Ste Mère Eglise is located near the
RN13, 10 kilometers west of UTAH BEACH. Night
of June 6th 1944 Just before
2200 hours, on June 5th, twenty C-47 of the 9th Troop Carrier Command Pathfinders
Group took off from the base of North-Witham, near Grantham, england. Each carried
a group of elite paratroopers, all volunteers. Their direction : Ste Mère
Eglise and Ste Marie du Mont. The crew and their men were therefore the first
to know the exact place of the Normandy landings. Lieutenant colonel Joel
CROUCH piloted the lead plane. The C-47 followed rigourously the aforseen itinerary,
without any radio communication. The squadron crossed the english channel, flying
as low as was possible, changing course without knowledge. Just after midnight,
the C-47's crossed the french coast near Carteret. The
mission of this entirely new unit called "Pathfinders" was essential. They had
to lay in prechosen places luminous pannels in the shape of a T to be visible
from the air but not from the ground; These pannels were to be afixed with smoke
generators to indicate the wind direction, and also radio-electric markers that
would guide the planes towards them.
At
precisely 0015 hour in the morning of June 6th, the red signal luminated the fuselage
of the lead C-47. Captain Frank LILLYMAN, of the 101st Airborne Division, knew
he would jump in a few seconds. He stood
up, with his parachute "static-line snap fastener" linked to the anchor-line
cable across the top of the cabin. With little time left he briefly looked at
the group of twenty paratroopers ready to exit. The redlight turned to green,
and at the command of "GO!" LILLYMAN leaped into the darkness of the
night.
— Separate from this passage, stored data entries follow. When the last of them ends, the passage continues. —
use std::fmt;

/// One-based line and column of a byte offset. Columns count characters,
/// so a tag after `Übersicht ` is still reported where an editor shows it.
#[derive(Clone, Copy, Debug, Eq, PartialEq)]
pub struct Location {
    pub line: usize,
    pub column: usize,
}

impl fmt::Display for Location {
    fn fmt(&self, f: &mut fmt::Formatter<'_>) -> fmt::Result {
        write!(f, "{}:{}", self.line, self.column)
    }
}

/// Line starts of a markup document, for turning error spans into
/// `LINE:COL` locations.
#[derive(Clone, Debug)]
pub struct SourceMap<'a> {
    source: &'a str,
    line_starts: Vec<usize>,
}

impl<'a> SourceMap<'a> {
    pub fn new(source: &'a str) -> Self {
        let line_starts = std::iter::once(0)
            .chain(source.match_indices('\n').map(|(idx, _)| idx + 1))
            .collect();
        Self {
            source,
            line_starts,
        }
    }

    /// Offsets past the end, or inside a multi-byte character, snap back
    /// to the nearest character boundary.
    pub fn locate(&self, offset: usize) -> Location {
        let mut offset = offset.min(self.source.len());
        while !self.source.is_char_boundary(offset) {
            offset -= 1;
        }
        let line = self.line_starts.partition_point(|start| *start <= offset) - 1;
        let column = self.source[self.line_starts[line]..offset].chars().count();
        Location {
            line: line + 1,
            column: column + 1,
        }
    }
}

#[cfg(test)]
mod tests {
    use super::{Location, SourceMap};

    #[test]
    fn locations_follow_newlines() {
        let source = "[section]\n[text]\nbody";
        let map = SourceMap::new(source);

        assert_eq!(map.locate(0), Location { line: 1, column: 1 });
        assert_eq!(map.locate(10), Location { line: 2, column: 1 });
        assert_eq!(map.locate(19), Location { line: 3, column: 3 });
        assert_eq!(map.locate(9).to_string(), "1:10");
    }

    #[test]
    fn columns_count_characters() {
        let source = "[text]Übersicht [bg=x]";
        let map = SourceMap::new(source);
        let offset = source.find("[bg").unwrap();
        assert_eq!(map.locate(offset), Location { line: 1, column: 17 });
        // Inside the two-byte `Ü`.
        assert_eq!(map.locate(7), Location { line: 1, column: 7 });
    }

    #[test]
    fn offsets_past_the_end_are_clamped() {
        let map = SourceMap::new("ab\n");
        assert_eq!(map.locate(99), Location { line: 2, column: 1 });
    }
}
use crate::ast::NodeKind;
use crate::tokenizer::Fragment;

#[derive(Clone, Debug, PartialEq)]
pub struct Argument {
    pub key: String,
    pub value: String,
}

#[derive(Clone, Debug, PartialEq)]
pub enum FragmentClass {
    Tag(NodeKind),
    Arguments(Vec<Argument>),
    Text,
}

/// Decides what a fragment means given the kind of the node currently open.
///
/// Tags win over arguments. An argument list only counts as one when every
/// key belongs to the open node's schema; anything else, including argument
/// syntax with nothing open, is text.
pub fn classify(fragment: &Fragment, open: Option<NodeKind>) -> FragmentClass {
    let Some(inner) = delimited_inner(fragment) else {
        return FragmentClass::Text;
    };
    if let Some(kind) = parse_tag(inner) {
        return FragmentClass::Tag(kind);
    }
    if let (Some(kind), Some(arguments)) = (open, parse_arguments(inner)) {
        if arguments.iter().all(|argument| kind.accepts(&argument.key)) {
            return FragmentClass::Arguments(arguments);
        }
    }
    FragmentClass::Text
}

fn delimited_inner(fragment: &Fragment) -> Option<&str> {
    if !fragment.delimited {
        return None;
    }
    fragment
        .text
        .strip_prefix('[')
        .and_then(|rest| rest.strip_suffix(']'))
}

pub fn parse_tag(inner: &str) -> Option<NodeKind> {
    if inner.is_empty() || !inner.bytes().all(|b| b.is_ascii_alphanumeric()) {
        return None;
    }
    NodeKind::from_tag(inner)
}

/// Parses `key=value, key=value`. A comma only separates pairs when the
/// next key and its `=` follow it, so values may contain commas.
pub fn parse_arguments(inner: &str) -> Option<Vec<Argument>> {
    let mut arguments = Vec::new();
    let mut key_start = skip_whitespace(inner, 0);
    let mut key_end = key_at(inner, key_start)?;

    loop {
        let value_start = key_end + 1;
        let separator = next_separator(inner, value_start);
        let value_end = separator.unwrap_or(inner.len());
        arguments.push(Argument {
            key: inner[key_start..key_end].to_string(),
            value: inner[value_start..value_end].trim().to_string(),
        });

        let Some(comma) = separator else {
            break;
        };
        key_start = skip_whitespace(inner, comma + 1);
        key_end = key_at(inner, key_start)?;
    }
    Some(arguments)
}

fn is_key_byte(b: u8) -> bool {
    b.is_ascii_alphanumeric() || b == b'_' || b == b'-'
}

fn skip_whitespace(text: &str, from: usize) -> usize {
    let bytes = text.as_bytes();
    let mut pos = from;
    while pos < bytes.len() && bytes[pos].is_ascii_whitespace() {
        pos += 1;
    }
    pos
}

/// End of a key starting at `start`, if a non-empty key is immediately
/// followed by `=`.
fn key_at(text: &str, start: usize) -> Option<usize> {
    let bytes = text.as_bytes();
    let mut end = start;
    while end < bytes.len() && is_key_byte(bytes[end]) {
        end += 1;
    }
    (end > start && bytes.get(end) == Some(&b'=')).then_some(end)
}

fn next_separator(text: &str, from: usize) -> Option<usize> {
    let mut search = from;
    while let Some(offset) = text[search..].find(',') {
        let comma = search + offset;
        if key_at(text, skip_whitespace(text, comma + 1)).is_some() {
            return Some(comma);
        }
        search = comma + 1;
    }
    None
}
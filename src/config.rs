//! Application configuration management.
//!
//! This module handles loading configuration from environment variables.
//! It uses the `envy` crate to automatically deserialize environment variables into a type-safe struct.

use serde::Deserialize;
use url::Url;

/// Application configuration loaded from environment variables.
///
/// # Environment Variables
///
/// - `DATABASE_URL` (required): PostgreSQL connection string
/// - `SERVER_PORT` (optional): HTTP server port, defaults to 3000
/// - `ACCOUNT_SERVICE_URL` (required): base URL of the account service
/// - `BALANCE_SERVICE_URL` (required): endpoint notified after each debit
/// - `FEE_SERVICE_URL` (required): base URL of the fee service
/// - `ACCOUNT_SERVICE_API_ID` / `BALANCE_SERVICE_API_ID` /
///   `FEE_SERVICE_API_ID` (optional): per-service `x-apigw-api-id`
///   routing header values, default empty
/// - `BREAKER_FAILURE_THRESHOLD` (optional): consecutive failures before
///   the fee-flow circuit breaker opens, defaults to 3
/// - `BREAKER_COOLDOWN_SECS` (optional): seconds the breaker stays open
///   before admitting a probe, defaults to 30
/// - `HTTP_TIMEOUT_SECS` (optional): per-request timeout for downstream
///   calls, defaults to 10
#[derive(Debug, Clone, Deserialize)]
pub struct Config {
    pub database_url: String,

    #[serde(default = "default_port")]
    pub server_port: u16,

    pub account_service_url: String,
    pub balance_service_url: String,
    pub fee_service_url: String,

    #[serde(default)]
    pub account_service_api_id: String,
    #[serde(default)]
    pub balance_service_api_id: String,
    #[serde(default)]
    pub fee_service_api_id: String,

    #[serde(default = "default_breaker_threshold")]
    pub breaker_failure_threshold: u32,

    #[serde(default = "default_breaker_cooldown")]
    pub breaker_cooldown_secs: u64,

    #[serde(default = "default_http_timeout")]
    pub http_timeout_secs: u64,
}

/// Default port if SERVER_PORT environment variable is not set.
fn default_port() -> u16 {
    3000
}

fn default_breaker_threshold() -> u32 {
    3
}

fn default_breaker_cooldown() -> u64 {
    30
}

fn default_http_timeout() -> u64 {
    10
}

impl Config {
    /// Load configuration from environment variables.
    ///
    /// This method first attempts to load a `.env` file (which is optional),
    /// then reads environment variables and deserializes them into a Config
    /// struct, then validates the downstream service URLs.
    ///
    /// # Errors
    ///
    /// Returns an error if:
    /// - Required environment variables are missing (e.g., DATABASE_URL)
    /// - Environment variable values cannot be parsed into expected types
    /// - A downstream service URL is not a valid absolute URL
    pub fn from_env() -> anyhow::Result<Self> {
        // Try to load .env file if it exists (does nothing if not found)
        dotenvy::dotenv().ok();

        // Parse environment variables into Config struct
        // Field names are automatically converted: database_url -> DATABASE_URL
        let config = envy::from_env::<Config>()?;
        config.validate()?;
        Ok(config)
    }

    /// Reject malformed service URLs at startup rather than on the first
    /// booked debit.
    fn validate(&self) -> anyhow::Result<()> {
        for (name, value) in [
            ("ACCOUNT_SERVICE_URL", &self.account_service_url),
            ("BALANCE_SERVICE_URL", &self.balance_service_url),
            ("FEE_SERVICE_URL", &self.fee_service_url),
        ] {
            Url::parse(value).map_err(|err| anyhow::anyhow!("invalid {name} '{value}': {err}"))?;
        }
        Ok(())
    }
}
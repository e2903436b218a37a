//! Data models representing database entities and downstream payloads.
//!
//! This module contains all data structures that map to database tables
//! or to the JSON shapes exchanged with the remote services.

/// Account shape returned by the account service
pub mod account;
/// Fee script and fee definition shapes returned by the fee service
pub mod fee;
/// Account statement (debit) and statement fee entities
pub mod statement;
//! Health and liveness endpoints for service monitoring.

use axum::{Json, extract::State};
use chrono::{DateTime, Utc};
use serde::Serialize;

use crate::AppState;
use crate::error::AppError;

/// Health check response.
///
/// Returns service status and database connectivity.
#[derive(Debug, Serialize)]
pub struct HealthResponse {
    /// Overall service status
    pub status: String,

    /// Database connection status
    pub database: String,

    /// Current server timestamp
    pub timestamp: DateTime<Utc>,
}

/// Health check handler.
///
/// # Checks
///
/// - Database connectivity (executes simple query)
///
/// # Response (200 OK)
///
/// ```json
/// {
///   "status": "healthy",
///   "database": "connected",
///   "timestamp": "2025-12-21T19:00:00Z"
/// }
/// ```
///
/// If the database is unreachable, returns the standard error response.
pub async fn health_check(State(state): State<AppState>) -> Result<Json<HealthResponse>, AppError> {
    // Verify database connectivity with simple query
    sqlx::query("SELECT 1").execute(&state.pool).await?;

    Ok(Json(HealthResponse {
        status: "healthy".to_string(),
        database: "connected".to_string(),
        timestamp: Utc::now(),
    }))
}

/// Liveness probe. Static answer; proves only that the process serves
/// requests, not that its dependencies are reachable.
pub async fn live() -> Json<serde_json::Value> {
    Json(serde_json::json!({ "status": "live" }))
}
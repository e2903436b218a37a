//! Error types and HTTP error response handling.
//!
//! This module defines all application errors and how they are converted
//! into HTTP responses with appropriate status codes and JSON bodies.

use axum::{
    Json,
    http::StatusCode,
    response::{IntoResponse, Response},
};
use serde_json::json;

/// Application-wide error type.
///
/// This enum represents all possible errors that can occur in the service.
/// Each variant maps to a specific HTTP status code and error message.
///
/// # Error Categories
///
/// - **Validation errors**: Detected before any I/O (`TransactionInvalid`,
///   `InvalidAmount`)
/// - **Downstream classifications**: Non-2xx answers from remote services
///   (`NotFound`, `Unauthorized`, `Forbidden`, `Server`)
/// - **Transport/decoding**: Malformed inbound bodies (`Unmarshal`)
/// - **Database errors**: Any sqlx::Error from ledger operations
#[derive(Debug, thiserror::Error)]
pub enum AppError {
    /// Requested item does not exist (usually the account id could not
    /// be resolved by the account service).
    ///
    /// Returns HTTP 404 Not Found.
    #[error("item not found")]
    NotFound,

    /// A downstream service rejected the call as unauthorized.
    ///
    /// Classification only: surfaces to callers as HTTP 500, because
    /// the caller's own request was well-formed.
    #[error("not authorized")]
    Unauthorized,

    /// A downstream service rejected the call as forbidden.
    ///
    /// Classification only; surfaces as HTTP 500, same as `Unauthorized`.
    #[error("forbidden request")]
    Forbidden,

    /// Transaction type tag is not `"DEBIT"`.
    ///
    /// Returns HTTP 409 Conflict.
    #[error("transaction invalid")]
    TransactionInvalid,

    /// Positive amount supplied for a debit.
    ///
    /// Returns HTTP 409 Conflict.
    #[error("invalid amount for this transaction type")]
    InvalidAmount,

    /// Catch-all for downstream 5xx responses and transport failures
    /// (timeout, connection refused).
    ///
    /// Returns HTTP 500 Internal Server Error.
    #[error("server identified error")]
    Server,

    /// Request body or parameters could not be decoded.
    ///
    /// Returns HTTP 400 Bad Request.
    /// The String contains details about what was invalid.
    #[error("unmarshal error: {0}")]
    Unmarshal(String),

    /// Database operation failed (e.g., connection error, query error).
    ///
    /// This wraps any sqlx::Error using the `#[from]` attribute, which
    /// automatically implements `From<sqlx::Error> for AppError`.
    #[error("database error: {0}")]
    Database(#[from] sqlx::Error),
}

impl AppError {
    /// Classify a downstream HTTP status into a domain error.
    ///
    /// Applied to every non-2xx answer from the account, balance and fee
    /// services. Anything not explicitly mapped is a server error.
    pub fn from_downstream_status(status: reqwest::StatusCode) -> Self {
        match status {
            reqwest::StatusCode::UNAUTHORIZED => AppError::Unauthorized,
            reqwest::StatusCode::FORBIDDEN => AppError::Forbidden,
            reqwest::StatusCode::NOT_FOUND => AppError::NotFound,
            _ => AppError::Server,
        }
    }

    /// HTTP status this error maps to on the inbound surface.
    fn status_code(&self) -> StatusCode {
        match self {
            AppError::Unmarshal(_) => StatusCode::BAD_REQUEST,
            AppError::NotFound => StatusCode::NOT_FOUND,
            AppError::TransactionInvalid | AppError::InvalidAmount => StatusCode::CONFLICT,
            // Unauthorized/Forbidden classify downstream answers, not the
            // caller's request; they fall into the 500 bucket with the rest.
            AppError::Unauthorized
            | AppError::Forbidden
            | AppError::Server
            | AppError::Database(_) => StatusCode::INTERNAL_SERVER_ERROR,
        }
    }
}

/// Convert AppError into an HTTP response.
///
/// This implementation allows Axum handlers to return `Result<T, AppError>`
/// and have errors automatically converted to proper HTTP responses.
///
/// # Response Format
///
/// All errors return JSON in this format:
/// ```json
/// {
///   "status_code": 409,
///   "msg": "transaction invalid"
/// }
/// ```
impl IntoResponse for AppError {
    fn into_response(self) -> Response {
        let status = self.status_code();

        // Database details stay server-side; the client sees a generic message
        let message = match self {
            AppError::Database(ref err) => {
                tracing::error!("database error: {err}");
                "internal database error".to_string()
            }
            ref other => other.to_string(),
        };

        let body = Json(json!({
            "status_code": status.as_u16(),
            "msg": message
        }));

        (status, body).into_response()
    }
}
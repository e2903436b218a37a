//! Fee script and fee definition shapes returned by the fee service.

use rust_decimal::Decimal;
use serde::{Deserialize, Serialize};

/// Script key fetched for every debit booking.
pub const DEBIT_SCRIPT: &str = "script.debit";

/// A named, ordered list of fee keys applicable to a transaction type.
///
/// The keys in `fee` are fetched one by one from the fee service to
/// obtain the matching [`Fee`] definition.
#[derive(Debug, Clone, Serialize, Deserialize)]
pub struct Script {
    pub name: String,

    #[serde(default)]
    pub description: String,

    /// Ordered fee keys
    pub fee: Vec<String>,
}

/// One fee definition, keyed by a string inside [`Script::fee`].
#[derive(Debug, Clone, Serialize, Deserialize)]
pub struct Fee {
    pub name: String,

    /// Percentage applied to the debit amount
    pub value: Decimal,
}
At this moment captain LILLYMAN would be the first man to be dropped over
Normandy. Thirty minutes after landing,
captain Frank LILLYMAN heard the noise of the engines of the C-47's which were
arriving from the west: These aircraft were of the US Army Air Corp's IX Troop
Carrier Command, transporting the paratroopers of the 101st and 82nd Airborne.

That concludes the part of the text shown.